Semestinya pendidikan melihat masadepan bangsa, sehingga angka kemiskinan dan pengangguran dapat sedikit ditekan. Melestarikan terhadap peningkatan pendidikan diperlukan saran dan kritik bagi dunia pendidikan juga sebagai bahan evaluasi. Maka, sangatlah dibutuhkan, sebab bagaimanapun setiap persoalan, tanpa adanya kritik dan saran, mustahil menemukan formasi yang baik.
Banyak orang menganggap, pendidikan sebagai mekanisme men-disiplin-kan dan memposisikan yang potensial, mendorong hidup hemat, sederhana dan menghapuskan kemiskinan. Namun, problem pendidikan mengakarnya kepentingan dan kesejahteraan sebagian besar terabaikan oleh pemerintah. Artinya, tidak mempertimbangkan kepentingan pendidikan atau kebutuhan-kebutuhan masyarakat.
Salah satu boleh dikata, pemerintah telah mewariskan versi pendidikan tidak berguna. Walaupun yang menjadi acuan adalah undang-undang. Sebagaimana amanah UU No. 20 tahun 2003 tentang sistem pendidikan nasional pada pasal 29 menyebutkan, “Dana Pendidikan selain gaji pendidik dan biaya pendidikan kedinasan dialokasikan minimal 20 % dari anggaran pendapatan belanja daerah (APBD)”.
Amanah pembukann UUD 1945 (2) sesuai pasal 57 ayat 1 dan pasal 1 ayat (17), sudahkan pemantauan terhadap kelayakan proses pendidikan untuk mengacu standar nasional pendidikan, hasil akhir bermuara kepada peserta didik terutama menyangkut standar kebutuhan siswa dari aspek sarana dan prasarana pendidikan, penerimaan arus informasi dan buku.

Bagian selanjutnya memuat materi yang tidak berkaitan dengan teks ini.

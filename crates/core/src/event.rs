//! Domain event system — decoupled communication between bounded contexts.
//!
//! Events are published when something interesting happens in the system.
//! Other components can subscribe to react without tight coupling; the
//! gateway's log stream is the main consumer.

use chrono::{DateTime, Utc};
use serde::{Deserialize, Serialize};
use std::sync::Arc;
use tokio::sync::broadcast;

/// All domain events in the system.
#[derive(Debug, Clone, Serialize, Deserialize)]
pub enum DomainEvent {
    /// A new user message entered the agent loop
    MessageReceived {
        session_id: String,
        content_preview: String,
        timestamp: DateTime<Utc>,
    },

    /// The agent generated a final response
    ResponseGenerated {
        session_id: String,
        model: String,
        tokens_used: u32,
        timestamp: DateTime<Utc>,
    },

    /// A tool was executed
    ToolExecuted {
        tool_name: String,
        success: bool,
        duration_ms: u64,
        timestamp: DateTime<Utc>,
    },

    /// An error occurred
    ErrorOccurred {
        context: String,
        error_message: String,
        timestamp: DateTime<Utc>,
    },
}

/// A broadcast-based event bus for domain events.
///
/// Uses `tokio::sync::broadcast` for multi-consumer pub/sub.
/// Components can subscribe to receive all events and filter for what they
/// care about.
pub struct EventBus {
    sender: broadcast::Sender<Arc<DomainEvent>>,
}

impl EventBus {
    /// Create a new event bus with the given capacity.
    pub fn new(capacity: usize) -> Self {
        let (sender, _) = broadcast::channel(capacity);
        Self { sender }
    }

    /// Publish an event to all subscribers.
    pub fn publish(&self, event: DomainEvent) {
        // Ignore send errors (no subscribers = that's fine)
        let _ = self.sender.send(Arc::new(event));
    }

    /// Subscribe to receive events.
    pub fn subscribe(&self) -> broadcast::Receiver<Arc<DomainEvent>> {
        self.sender.subscribe()
    }
}

impl Default for EventBus {
    fn default() -> Self {
        Self::new(256)
    }
}
//! Built-in tool implementations for Quarry.
//!
//! Tools are what the model can ask for while answering a question about
//! the workspace: walk the repository tree, pull documentation pages, list
//! issues. The set is fixed at startup and registered in a stable order so
//! the model always sees the same schema set.

pub mod docs;
pub mod issues;
pub mod repo_tree;

pub use docs::{DocSource, WorkspaceDocsTool};
pub use issues::IssueListTool;
pub use repo_tree::RepoTreeTool;

use quarry_core::tool::ToolRegistry;
use quarry_remote::SourceBrowser;
use std::sync::Arc;

/// Create the default tool registry, in the order the model sees them:
/// `repo_tree`, `workspace_docs`, `issue_list`.
pub fn default_registry(
    source: Arc<dyn SourceBrowser>,
    docs: Arc<dyn DocSource>,
    default_branch: impl Into<String>,
    page_ids: Vec<String>,
) -> ToolRegistry {
    let mut registry = ToolRegistry::new();
    registry.register(Box::new(RepoTreeTool::new(source, default_branch)));
    registry.register(Box::new(WorkspaceDocsTool::new(docs, page_ids)));
    registry.register(Box::new(IssueListTool));
    registry
}
//! Issue list tool — a stand-in, not a live tracker integration.
//!
//! Always reports an empty collection. The tool exists so the model knows
//! issues are a thing it can ask about; wiring a real tracker is a drop-in
//! replacement of `execute`.

use async_trait::async_trait;
use quarry_core::error::ToolError;
use quarry_core::tool::{Tool, ToolResult};

pub struct IssueListTool;

#[async_trait]
impl Tool for IssueListTool {
    fn name(&self) -> &str {
        "issue_list"
    }

    fn description(&self) -> &str {
        "List open issues in the workspace tracker."
    }

    fn parameters_schema(&self) -> serde_json::Value {
        serde_json::json!({
            "type": "object",
            "properties": {
                "status": {
                    "type": "string",
                    "description": "Filter by status (open, closed). Defaults to open.",
                    "enum": ["open", "closed"]
                }
            }
        })
    }

    async fn execute(
        &self,
        _arguments: serde_json::Value,
    ) -> std::result::Result<ToolResult, ToolError> {
        Ok(ToolResult {
            call_id: String::new(),
            success: true,
            output: "No issues found.".into(),
        })
    }
}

Dari versi kebijakan pendidikan di atas, belum terealisasikan secara merata. Contoh kongkritnya, sekolah/madrasah yang ada di pedesan masih kurang diperhatikan dan kurangnya fasilitas yang menunjang. Ketika ini terjadi, bagaimana ketika melihat nasib pendidikan jika undang-undang di atas terabaikan dan tidak direalisasikan dengan baik? Sebenarnya bentuk atau versi seperti apa yang diingingkan?
Sangat beralasan jika pemerintah sebagai pemegang kebijakan pendidikan secara umum, rasional bila dicap telah mewariskan versi peraturan yang mengarah terhadap kepentingan pribadi. Realitas berbicara, banyak kita temukan berbagai kasus penyunatan (eyebrow) dan kesepakatan antar lembaga, bahkan antara Diknas-Depag dengan lembaga. Baik pemalsuan data, pemaksaan membeli buku paket yang disediakan lembaga.
Bercermin terhadap kasus pelaksanaan Ujian Nasional (UN), penetapan angka kelulusan bagi siswa dengan standart nilai tidak masnusiawi dan tidak relefan apalagi materi UN ditambah. Sebab, ini menambah beban psikologis, ironisnya lembaga untuk memenuhi target nilai tersebut, membentuk tim sukses (TS – fersi pilpres, pilgub dll), apalagi masi banyak persoalan dalam pelaksanaan UN.
Wajar, jika terjadi pembentukan TS untuk membantu, sebab, penentuan kelulusan hanya berjalan satu arah. Sehingga, pendidik tidak berhak untuk menentukan lulus tidaknya. Sebab, kemampuan siswa (life skill) hanya pendidik tahu terhadap perkembangan peserta didik.
Kembali terhadap kebijakan dan penyelenggaraan pendidikan, secara merata, masih belum terealisasikan. Sebagian lembaga masih banyak yang memperihatinkan, baik dari segi sarana dan prasana. Sehingga, menyebabkan mutu pendidikan yang akan dibingkai secara matang untuk ditingkatkan banyak kendala.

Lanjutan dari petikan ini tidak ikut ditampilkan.